To the Corner, You Fiend!
If random outputs were enough to get people excited, we wouldn’t have people writing stories at all, and just create fancier and fancier dice for people to stand around and goggle at. Chance-based narratives need to have room to create moments of special excitement or interest in order for audiences to center around those moments.
I wrote an article a few years ago on replay value that roughly covers this – in any game with a variable setup or gameplay, the random elements need to create meaningfully different outcomes. The most effective way to do this is to have a few “special” outcomes buried in a sea of otherwise unimportant noise. Cat Manning and Sam Cabo Ashwell talk about this in the context of Blaseball in depth in an article on Medium – Blaseball excites its audience because the truly special things only happen every so often, while most games are largely mundane affairs where the weirdest thing that happens is you might get a decimal point in your score. Chorby Short hitting 200 foul balls in the first game of a season is only interesting because there were so many other games and players who didn’t do anything that special.

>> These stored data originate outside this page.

// Copyright 2026 Course Harvest Contributors
// SPDX-License-Identifier: Apache-2.0

//! Configuration loading and resolution.
//!
//! Every site constant the pipeline relies on (portal URL, DOM patterns,
//! placeholder program, wait bounds) lives in [`HarvestConfig`], which is
//! handed to each component at construction.

use crate::wait::WaitPolicy;
use anyhow::{Context, Result};
use serde::{Deserialize, Serialize};
use std::path::{Path, PathBuf};
use std::time::Duration;
use url::Url;

/// The probe program submitted to force a coding question to render its results.
pub const DEFAULT_PLACEHOLDER_CODE: &str = "int main() {\n  return 0;\n}\n";

/// Top-level configuration.
#[derive(Debug, Clone, Serialize, Deserialize)]
#[serde(default)]
pub struct HarvestConfig {
    /// Portal root; also defines which host counts as "on-domain".
    pub base_url: String,
    /// Root of the output tree.
    pub output_dir: PathBuf,
    /// Serialized cookie jar of the authenticated session.
    pub cookie_file: PathBuf,
    pub headless: bool,
    pub chromium_path: Option<PathBuf>,
    /// Course names to process without prompting (case-insensitive substring).
    pub courses: Vec<String>,
    pub placeholder_code: String,
    /// Info string for fenced code blocks.
    pub code_language: String,
    pub selectors: Selectors,
    pub timing: Timing,
}

impl Default for HarvestConfig {
    fn default() -> Self {
        Self {
            base_url: "https://courses.finki.ukim.mk".to_string(),
            output_dir: PathBuf::from("output"),
            cookie_file: PathBuf::from("cookies.json"),
            headless: true,
            chromium_path: None,
            courses: Vec::new(),
            placeholder_code: DEFAULT_PLACEHOLDER_CODE.to_string(),
            code_language: "cpp".to_string(),
            selectors: Selectors::default(),
            timing: Timing::default(),
        }
    }
}

/// DOM patterns for the portal.
#[derive(Debug, Clone, Serialize, Deserialize)]
#[serde(default)]
pub struct Selectors {
    pub section: String,
    pub section_name: String,
    pub activity_link: String,
    pub display_name: String,
    pub accessible_marker: String,
    pub document_href: String,
    pub folder_href: String,
    pub link_href: String,
    /// Accessible text that identifies a quiz activity.
    pub quiz_marker: String,
    pub course_link: String,

    pub question_button: String,
    /// Class that marks a question with a saved answer.
    pub saved_answer_class: String,
    pub content_region: String,
    pub outcome_table: String,
    pub answer_editor: String,
    pub reset_control: String,
    pub reset_attribute: String,
    pub check_control: String,
    /// Interactive widgets stripped from the content region.
    pub noise: Vec<String>,
    /// Page chrome that carries the signed-in user's identity.
    pub privacy_chrome: Vec<String>,

    pub attempt_button: String,
    pub resume_labels: Vec<String>,
    pub start_labels: Vec<String>,

    pub folder_archive_control: String,
    pub link_workaround: String,

    pub login_link: String,
    pub username_field: String,
    pub password_field: String,
    pub login_submit: String,
}

impl Default for Selectors {
    fn default() -> Self {
        Self {
            section: "li.section.main".to_string(),
            section_name: ".sectionname span".to_string(),
            activity_link: "a.aalink".to_string(),
            display_name: ".instancename".to_string(),
            accessible_marker: ".accesshide".to_string(),
            document_href: "/mod/resource/view.php".to_string(),
            folder_href: "/mod/folder/view.php".to_string(),
            link_href: "/mod/url/view.php".to_string(),
            quiz_marker: "Quiz".to_string(),
            course_link: "a[href*='/course/view.php']".to_string(),

            question_button: "a.qnbutton".to_string(),
            saved_answer_class: "answersaved".to_string(),
            content_region: "div.content".to_string(),
            outcome_table: ".outcome table".to_string(),
            answer_editor: "textarea.coderunner-answer".to_string(),
            reset_control: "input[type='button'].answer_reset_btn".to_string(),
            reset_attribute: "data-reload-text".to_string(),
            check_control: "input[type='submit'][value='Check']".to_string(),
            noise: vec![
                ".ui_wrapper".to_string(),
                ".im-controls".to_string(),
                ".prompt".to_string(),
                "textarea.coderunner-answer".to_string(),
            ],
            privacy_chrome: vec![".navbar".to_string(), "footer".to_string()],

            attempt_button: "button[type='submit']".to_string(),
            resume_labels: vec!["Continue the last attempt".to_string()],
            start_labels: vec!["Attempt quiz now".to_string()],

            folder_archive_control: "form[action*='download_folder.php'] button[type='submit']"
                .to_string(),
            link_workaround: ".urlworkaround a".to_string(),

            login_link: "a[href*='/login/index.php']".to_string(),
            username_field: "#username".to_string(),
            password_field: "#password".to_string(),
            login_submit: ".btn-submit".to_string(),
        }
    }
}

impl Selectors {
    /// Scope a selector to descendants of the content region.
    pub fn in_content(&self, selector: &str) -> String {
        format!("{} {}", self.content_region, selector)
    }
}

/// Wait bounds for every suspension point.
#[derive(Debug, Clone, Serialize, Deserialize)]
#[serde(default)]
pub struct Timing {
    /// Bound on a single page load.
    pub navigation_timeout_ms: u64,
    pub login: WaitPolicy,
    pub quiz_entry: WaitPolicy,
    pub probe_settle: WaitPolicy,
    pub chrome_removal: WaitPolicy,
    /// Bound on a download finishing once triggered.
    pub download_timeout_ms: u64,
    pub sanitize_attempts: u32,
    pub sanitize_interval_ms: u64,
}

impl Default for Timing {
    fn default() -> Self {
        Self {
            navigation_timeout_ms: 30_000,
            login: WaitPolicy::new(250, 10_000),
            quiz_entry: WaitPolicy::new(250, 5_000),
            probe_settle: WaitPolicy::new(250, 5_000),
            chrome_removal: WaitPolicy::new(100, 3_000),
            download_timeout_ms: 60_000,
            sanitize_attempts: 10,
            sanitize_interval_ms: 100,
        }
    }
}

impl Timing {
    /// Near-zero bounds, for tests and dry runs against in-memory pages.
    pub fn instant() -> Self {
        Self {
            navigation_timeout_ms: 0,
            login: WaitPolicy::immediate(),
            quiz_entry: WaitPolicy::immediate(),
            probe_settle: WaitPolicy::immediate(),
            chrome_removal: WaitPolicy::immediate(),
            download_timeout_ms: 0,
            sanitize_attempts: 10,
            sanitize_interval_ms: 0,
        }
    }

    pub fn navigation_timeout(&self) -> Duration {
        Duration::from_millis(self.navigation_timeout_ms)
    }

    pub fn download_timeout(&self) -> Duration {
        Duration::from_millis(self.download_timeout_ms)
    }
}

impl HarvestConfig {
    /// Load configuration from a resolved path, or defaults when none exists.
    pub fn load(explicit: Option<&Path>) -> Result<Self> {
        if let Some(path) = explicit {
            return Self::from_file(path);
        }
        match resolve_config_path() {
            Some(path) => Self::from_file(&path),
            None => Ok(Self::default()),
        }
    }

    pub fn from_file(path: &Path) -> Result<Self> {
        let raw = std::fs::read_to_string(path)
            .with_context(|| format!("failed to read config: {}", path.display()))?;
        let config: Self = serde_json::from_str(&raw)
            .with_context(|| format!("invalid config: {}", path.display()))?;
        tracing::debug!(path = %path.display(), "loaded config");
        Ok(config)
    }

    pub fn base(&self) -> Result<Url> {
        Url::parse(&self.base_url)
            .with_context(|| format!("invalid base_url: {}", self.base_url))
    }

    /// Host of the portal, used to decide whether a link left the site.
    pub fn base_host(&self) -> Option<String> {
        Url::parse(&self.base_url)
            .ok()
            .and_then(|u| u.host_str().map(str::to_string))
    }
}

/// Find a config file: `HARVEST_CONFIG`, then `./harvest.json`, then
/// `~/.course-harvest/config.json`.
pub fn resolve_config_path() -> Option<PathBuf> {
    if let Ok(env_path) = std::env::var("HARVEST_CONFIG") {
        return Some(PathBuf::from(env_path));
    }

    let cwd = PathBuf::from("harvest.json");
    if cwd.exists() {
        return Some(cwd);
    }

    let home = dirs::home_dir()?.join(".course-harvest/config.json");
    home.exists().then_some(home)
}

You could boil this concept down to its barest essentials with bouncing screensavers that make it into the corner on rare occasions. If this screensaver always went into the corner, or travelled on a path that brought it into the corner about 50 percent of the time, it would be largely uninteresting – it’s both the promise of something out of the ordinary, something distinct, and the exceptionally rare fulfillment of that promise that keeps people so fixated on something so simple. The fact that it’s a corner is also important because corners are distinct – if the screensaver missed some middle inch of the bottom screen most of the time, nobody would notice it and nobody would really care.
Conclusion
Jelle’s and Blaseball are spectator sports, so they have the luxury of making their results 100% reliant on chance. As a designer of presumably interactive games, you can’t transplant the techniques that these games use one for one into your game, but you can draw lessons about meaningful chance-based outcomes that are useful in all but the dryest of Euros. How can you make random outcomes meaningful? What results can you make players strive for that might not even happen in a game? How can you make a component that someone might root for? These questions could be the difference between a mediocre game and a great one.